**Work instructions**
Which lines of the records below contain the word "subject"? Show each one.

**Supplied data**

━━━━━━━━━━━━━━━━━━━━

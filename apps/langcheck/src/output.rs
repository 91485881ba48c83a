//! Output rendering for the full run and for single checks.
//!
//! Supports `human` (default) and `json` outputs. The JSON form carries the
//! per-stage results and a top-level summary.

use crate::config::OutputMode;
use crate::models::{CheckOutcome, Report, Stage, Summary, Warning};
use crate::utils;
use owo_colors::OwoColorize;
use serde_json::json;
use serde_json::Value as JsonVal;

fn use_colors(output: OutputMode) -> bool {
    output != OutputMode::Json && utils::use_colors()
}

fn print_json(value: &JsonVal) {
    match serde_json::to_string_pretty(value) {
        Ok(s) => println!("{}", s),
        Err(e) => eprintln!("{} {}", utils::error_prefix(), e),
    }
}

fn error_line(color: bool, subject: &str, stage: Stage, message: &str) {
    if color {
        println!(
            "{} {} {} ❲{}❳ — {}",
            "✖".red(),
            "⟦error⟧".red().bold(),
            subject.bold(),
            stage.as_str(),
            message
        );
    } else {
        println!("✖ ⟦error⟧ {} ❲{}❳ — {}", subject, stage.as_str(), message);
    }
}

fn warn_line(color: bool, stage: Stage, w: &Warning) {
    if color {
        println!(
            "{} {} {} ❲{}❳ — {}",
            "▲".yellow(),
            "⟦warn⟧".yellow().bold(),
            w.language().bold(),
            stage.as_str(),
            w
        );
    } else {
        println!("▲ ⟦warn⟧ {} ❲{}❳ — {}", w.language(), stage.as_str(), w);
    }
}

fn human_names(color: bool, invalid: &[String]) {
    for name in invalid {
        error_line(color, name, Stage::Names, "Invalid language folder");
    }
}

fn human_outcome(color: bool, stage: Stage, outcome: &CheckOutcome) {
    for w in &outcome.warnings {
        warn_line(color, stage, w);
    }
    for (lang, message) in outcome.issues.iter() {
        error_line(color, lang, stage, message);
    }
}

/// Final verdict line.
pub fn summary_text(summary: &Summary) -> String {
    match (summary.halted_at, summary.warnings) {
        (Some(stage), _) => format!("Validation failed at {}", stage),
        (None, 0) => "Validation passed!".to_string(),
        (None, n) => format!("Validation passed with {} warning(s)", n),
    }
}

/// Print a full validation report in the requested format.
pub fn print_report(report: &Report, output: OutputMode) {
    match output {
        OutputMode::Json => print_json(&compose_report_json(report)),
        OutputMode::Human => {
            let color = use_colors(output);
            human_names(color, &report.invalid_folders);
            if let Some(structure) = &report.structure {
                human_outcome(color, Stage::Structure, structure);
            }
            if let Some(keys) = &report.keys {
                human_outcome(color, Stage::Keys, keys);
            }
            let line = summary_text(&report.summary);
            if !color {
                println!("{}", line);
            } else if report.summary.passed {
                println!("{}", line.green().bold());
            } else {
                println!("{}", line.red().bold());
            }
        }
    }
}

/// Print the folder-name check on its own.
pub fn print_names(invalid: &[String], output: OutputMode) {
    match output {
        OutputMode::Json => print_json(&compose_names_json(invalid)),
        OutputMode::Human => {
            let color = use_colors(output);
            human_names(color, invalid);
            if invalid.is_empty() {
                println!("All language folder names are valid");
            }
        }
    }
}

/// Print the structure or key check on its own.
pub fn print_outcome(stage: Stage, outcome: &CheckOutcome, output: OutputMode) {
    match output {
        OutputMode::Json => print_json(&compose_outcome_json(stage, outcome)),
        OutputMode::Human => {
            let color = use_colors(output);
            human_outcome(color, stage, outcome);
            let line = format!(
                "— {} — issues={} warnings={}",
                stage,
                outcome.issues.len(),
                outcome.warning_count()
            );
            if color {
                println!("{}", line.bold());
            } else {
                println!("{}", line);
            }
        }
    }
}

/// Compose report JSON object (pure) for testing/snapshot purposes.
pub fn compose_report_json(report: &Report) -> JsonVal {
    serde_json::to_value(report).unwrap_or_default()
}

/// Compose folder-name JSON object (pure) for testing/snapshot purposes.
pub fn compose_names_json(invalid: &[String]) -> JsonVal {
    json!({
        "stage": Stage::Names,
        "invalid_folders": invalid,
        "passed": invalid.is_empty(),
    })
}

/// Compose single-check JSON object (pure) for testing/snapshot purposes.
pub fn compose_outcome_json(stage: Stage, outcome: &CheckOutcome) -> JsonVal {
    json!({
        "stage": stage,
        "issues": outcome.issues,
        "warnings": outcome.warnings,
        "passed": !outcome.has_issues(),
    })
}
//! storage layer for gitrecords
//!
//! this module is the object-level view of a repository. Upper layers (the
//! handle stack and the sync resolver) only speak [`ObjectStore`] and never
//! touch git2 or HTTP directly.
//!
//! # Architecture
//!
//! ```text
//!                       ┌──────────────────────┐
//!                       │     ObjectStore      │
//!                       │ load / save / refs   │
//!                       └──────────────────────┘
//!                                  │
//!              ┌───────────────────┼───────────────────┐
//!              ▼                                       ▼
//!       ┌─────────────┐                         ┌─────────────┐
//!       │  GitStore   │                         │ GithubStore │
//!       │ (git2, disk)│                         │ (REST API)  │
//!       └─────────────┘                         └─────────────┘
//! ```
//!
//! # Usage
//!
//! ```ignore
//! use gitrecords::storage::{GitStore, ObjectStore, ObjectStoreExt};
//!
//! let store = GitStore::open("./records")?;
//! let head = store.read_ref("refs/heads/master").await?;
//! let commit = store.load_commit(&head).await?;
//! let root = store.load_tree(&commit.tree).await?;
//! ```

mod error;
mod formats;
mod git;
mod github;
mod store;
mod types;

pub use error::{StorageError, StorageResult};
pub use formats::ObjectStoreExt;
pub use git::GitStore;
pub use github::{build_client, GithubStore, DEFAULT_API_URL};
pub use store::{EntryContent, ObjectStore, PathEntry};
pub use types::{
    BranchName, Commit, Credential, EntryMode, GitObject, InvalidNameError, ObjectId, ObjectKind, RepoId,
    Signature, Tree, TreeEntry,
};
//! Ref cache.
//!
//! Refs are mutable, so the remote is always asked first. The last answer is
//! remembered in the cache namespace and only used when the remote cannot be
//! reached at all; a remote that says "no such ref" is believed.

use std::sync::Arc;

use async_trait::async_trait;
use tracing::warn;

use crate::handle::cache::CacheNamespace;
use crate::storage::{GitObject, ObjectId, ObjectKind, ObjectStore, StorageResult};

pub struct RefCachedStore {
    inner: Arc<dyn ObjectStore>,
    cache: CacheNamespace,
}

impl RefCachedStore {
    pub fn new(inner: Arc<dyn ObjectStore>, cache: CacheNamespace) -> Self {
        Self { inner, cache }
    }
}

#[async_trait]
impl ObjectStore for RefCachedStore {
    async fn load(&self, kind: ObjectKind, id: &ObjectId) -> StorageResult<GitObject> {
        self.inner.load(kind, id).await
    }

    async fn save(&self, object: &GitObject) -> StorageResult<ObjectId> {
        self.inner.save(object).await
    }

    async fn read_ref(&self, name: &str) -> StorageResult<ObjectId> {
        match self.inner.read_ref(name).await {
            Ok(id) => {
                self.cache.put_ref(name, &id).await;
                Ok(id)
            }
            Err(err) if err.is_transport() => match self.cache.get_ref(name).await {
                Some(id) => {
                    warn!(cache = %self.cache.label(), reference = name, error = %err, "remote unreachable, using cached ref");
                    Ok(id)
                }
                None => Err(err),
            },
            Err(err) => Err(err),
        }
    }

    async fn update_ref(&self, name: &str, id: &ObjectId) -> StorageResult<ObjectId> {
        let id = self.inner.update_ref(name, id).await?;
        self.cache.put_ref(name, &id).await;
        Ok(id)
    }

    async fn has_hash(&self, id: &ObjectId) -> StorageResult<bool> {
        self.inner.has_hash(id).await
    }
}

━━━━━━━━━━━━━━━━━━━━

**Your solution**
fn error_line(color: bool, subject: &str, stage: Stage, message: &str) {
            subject.bold(),
        println!("✖ ⟦error⟧ {} ❲{}❳ — {}", subject, stage.as_str(), message);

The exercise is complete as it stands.